A supervisor at a Shirley-based pharmaceutical manufacturer has been indicted on allegations he stole more than $1 million in equine drugs and resold them to trainers and veterinarians at New York racetracks, including Belmont Park, endangering the health of several horses, officials said Thursday.
Gregory Settino, 58, of Bethpage, was arrested and arraigned Thursday on charges of theft of medical products and making a false statement to a federal agent via teleconference before U.S. Magistrate Judge Arlene R. Lindsay, according to a news release from the Eastern District of New York.
Settino was released on a $250,000 bond.
Mineola-based defense attorney Anthony Grandinette, declined to comment, other than to say: “My client denies the allegations and looks forward to a favorable resolution on the merits.
According to federal prosecutors, Settino, the production supervisor of manufacturing at Luitpold Pharmaceuticals, Inc. — now renamed American Regent — allegedly stole thousands of bottles of the injectable equine drug Adequan between 2012 and January 2020. The stolen drugs were valued at more than $1 million, according to prosecutors, and Settino allegedly sold the drugs to horse trainers and veterinarians — who used them to treat horses for degenerative joint disease — for more than $600,000.
Prosecutors said Settino stored the drugs in shoe boxes in his car when he transported them — in violation of FDA supply chain rules.

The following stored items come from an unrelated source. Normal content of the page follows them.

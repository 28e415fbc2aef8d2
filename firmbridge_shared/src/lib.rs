// firmbridge_shared: shared tables, types and pure logic for hosts and tests

pub mod board_config;
pub mod command;
pub mod config;
pub mod hardware_traits;
pub mod numeric;
pub mod operation;
pub mod tone;

pub use board_config::{CapabilityRegistry, DeviceFeature, DeviceProfile, Pin, PinRole};
pub use command::{
    Command, CommandError, CommandResult, ConnectionMode, ConnectionState, Failure,
    InterruptMode, Level, Payload, PinMode, PixelColor, Picture, Rejection,
};
pub use hardware_traits::{PeripheralSession, SessionError};
pub use operation::Operation;
pub use tone::{ToneRequest, ToneStep};
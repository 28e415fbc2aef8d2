//! Block operation translation for Arduino Nano class devices.
//!
//! Block invocations come in as an opcode plus string arguments, get checked
//! against the connection mode and the board's pin table, pass through the
//! numeric and timing transforms they need, and leave as normalized
//! [`Command`](firmbridge_shared::Command)s on a
//! [`PeripheralSession`](firmbridge_shared::PeripheralSession).

pub mod catalog;
pub mod dispatcher;
pub mod mode_gate;
pub mod request;
pub mod simulator;
pub mod ultrasonic;

pub use dispatcher::Dispatcher;
pub use firmbridge_shared as shared;
pub use mode_gate::ModeGate;
pub use request::{BlockArgs, Request};
pub use simulator::{EchoBehavior, SimulatedSession};
pub use ultrasonic::UltrasonicSensor;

The Adequan label says the drug is supposed to be stored in temperatures from 68 degrees to 77 degrees in order to be most effective.
A representative from American Regent could not be reached for comment.
Prosecutors also alleged when Settino was interviewed by an FDA special agent on Jan. 23 he “falsely stated that he had stolen fewer than 100 bottles of Adequan from Luitpold and American Regent.”
“As alleged, Settino abused his supervisory position at a pharmaceuticals company to steal large quantities of equine drugs in order to enrich himself and without regard for how his sale of the medical products could potentially endanger the health of horses,” Acting United States Attorney Seth DuCharme said in the news release.
“The defendant then allegedly compounded his criminal conduct by lying to an FDA Special Agent to minimize the scope of his thefts. Thanks to the combined efforts of the U.S. Attorney’s Office and the FDA, this illicit pipeline of stolen drugs to vets and horse trainers has been shut down,” DuCharme said.
Jeffrey Ebersole, special agent in charge at the Food and Drug Administration, said in the news release: “The safety and effectiveness of veterinary drugs play a key role in maintaining the health of animals. When these drugs leave the legitimate supply chain, they can lose their effectiveness or become unsafe,” stated FDA-OCI Special Agent-in-Charge Ebersole.
In a detention letter from Assistant U.S. Attorney Charles P. Kelly arguing for a “significant” bail, the prosecutor said that Settino has “not accounted for the location of his $650,0000 earnings from those stolen goods and has repeatedly lied to federal agents.”